ACTIVITY in the Alternative Investment Market (AIM) has hit its lowest level in three years, new figures have revealed.
Roger Esler, corporate finance partner in the Leeds office of Deloitte, said: “The worst of the downturn was expected to hit AIM in the second half of 2007, but a flow of IPOs in the pipeline propped up the overall numbers.”
Deloitte’s quarterly analysis for 2008 to date, however, show that activity has dried up with a 40% drop in new fundraising from £2.8bn in the first quarter of 2007 to £1.1bn for the same period this year.
January was the lowest month since 2004 with only £27m of funds raised, the business advisory firm said.
Less than 10% of funds raised this year have been from new IPOs – the first time that this figure has been below £1bn since the first quarter of 2005.
Mr Esler said the statistics conveyed some more subtle messages for Yorkshire plcs.
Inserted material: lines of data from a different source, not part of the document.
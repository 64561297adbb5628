//! Domain error types for qabench.
//!
//! Typed errors at module boundaries; command handlers wrap them in
//! `anyhow::Error` with context and can still downcast when they need to.

use std::path::PathBuf;

use thiserror::Error;

// ---------------------------------------------------------------------------
// Provider errors
// ---------------------------------------------------------------------------

/// Errors from LLM provider operations (serving endpoint or judge).
#[derive(Debug, Error)]
pub enum ProviderError {
    #[error("HTTP request failed: {0}")]
    HttpError(String),

    #[error("Failed to read response body: {0}")]
    ResponseReadError(String),

    #[error("Failed to parse response JSON: {0}")]
    JsonParseError(String),

    #[error("Authentication failed (status {status}): {message}")]
    AuthError { status: u16, message: String },

    #[error("Server error (status {status}): {message}")]
    ServerError { status: u16, message: String },

    #[error("Response contained no message content")]
    EmptyResponse,

    #[error("Endpoint {0} is unreachable")]
    Unreachable(String),
}

impl ProviderError {
    /// Map a non-success HTTP status and body to the matching variant.
    pub fn from_status(status: u16, body: String) -> Self {
        match status {
            401 | 403 => ProviderError::AuthError {
                status,
                message: body,
            },
            _ => ProviderError::ServerError {
                status,
                message: body,
            },
        }
    }
}

// ---------------------------------------------------------------------------
// Dataset errors
// ---------------------------------------------------------------------------

/// Errors raised while loading the QA dataset. All of them are fatal.
#[derive(Debug, Error)]
pub enum DatasetError {
    #[error("Cannot read dataset {path}: {source}")]
    Io {
        path: PathBuf,
        #[source]
        source: std::io::Error,
    },

    #[error("Dataset {path} is not valid JSON: {source}")]
    Json {
        path: PathBuf,
        #[source]
        source: serde_json::Error,
    },

    #[error("Invalid QA file schema: expected object with 'qa_pairs': {0}")]
    MissingPairs(PathBuf),

    #[error("Invalid QA file schema: 'qa_pairs' must be a list of {{question, answer}} objects: {0}")]
    MalformedPairs(PathBuf),
}

// ---------------------------------------------------------------------------
// Record store errors
// ---------------------------------------------------------------------------

/// Errors loading answers/log files. Writes go through `write_atomic`.
#[derive(Debug, Error)]
pub enum RecordError {
    #[error("Cannot read {path}: {source}")]
    Read {
        path: PathBuf,
        #[source]
        source: std::io::Error,
    },

    #[error("{path} is not valid JSON: {source}")]
    Parse {
        path: PathBuf,
        #[source]
        source: serde_json::Error,
    },

    #[error("{0} is empty")]
    Empty(PathBuf),
}

#[cfg(test)]
mod tests {
    use super::*;

    #[test]
    fn test_from_status_auth() {
        let err = ProviderError::from_status(401, "bad key".into());
        assert!(matches!(err, ProviderError::AuthError { status: 401, .. }));
    }

    #[test]
    fn test_from_status_server() {
        let err = ProviderError::from_status(503, "overloaded".into());
        assert!(matches!(err, ProviderError::ServerError { status: 503, .. }));
        assert!(err.to_string().contains("overloaded"));
    }

    #[test]
    fn test_missing_pairs_message_names_key() {
        let err = DatasetError::MissingPairs(PathBuf::from("qa.json"));
        assert!(err.to_string().contains("qa_pairs"));
        assert!(err.to_string().contains("qa.json"));
    }

    #[test]
    fn test_record_error_names_path() {
        let err = RecordError::Empty(PathBuf::from("results/qwen3:8b-en.json"));
        assert_eq!(err.to_string(), "results/qwen3:8b-en.json is empty");
        let source = serde_json::from_str::<serde_json::Value>("{").unwrap_err();
        let err = RecordError::Parse {
            path: PathBuf::from("run.log"),
            source,
        };
        assert!(err.to_string().starts_with("run.log is not valid JSON"));
    }
}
He said: “There are marked disparities in valuations emerging as money flows into the largest plcs where perceived risk is lower and liquidity higher.
“This makes smaller companies vulnerable to predators and it is not a time for management teams to sit on their hands. Plcs should be taking advantage of reduced private equity activity in the deal market and making acquisitions, where they have balance sheet capacity.
“Additionally, being sufficiently prepared to defend or optimise any bid approach, or even to take the business private, are routes that might warrant consideration and advice.”
However, the research found that despite the economic downturn hitting fundings, there is still a steady flow of listings on AIM. Of the 32 companies that were admitted to AIM in the quarter, half were transactions that involved no fundraising at all.
Mr Esler said the increase in secondary fundraising levels is a growing trend. During 2007, AIM saw secondary fundraisings outstrip those from new IPOs by 45% as maturing AIM companies with demonstrably successful results came back to the market for additional funds.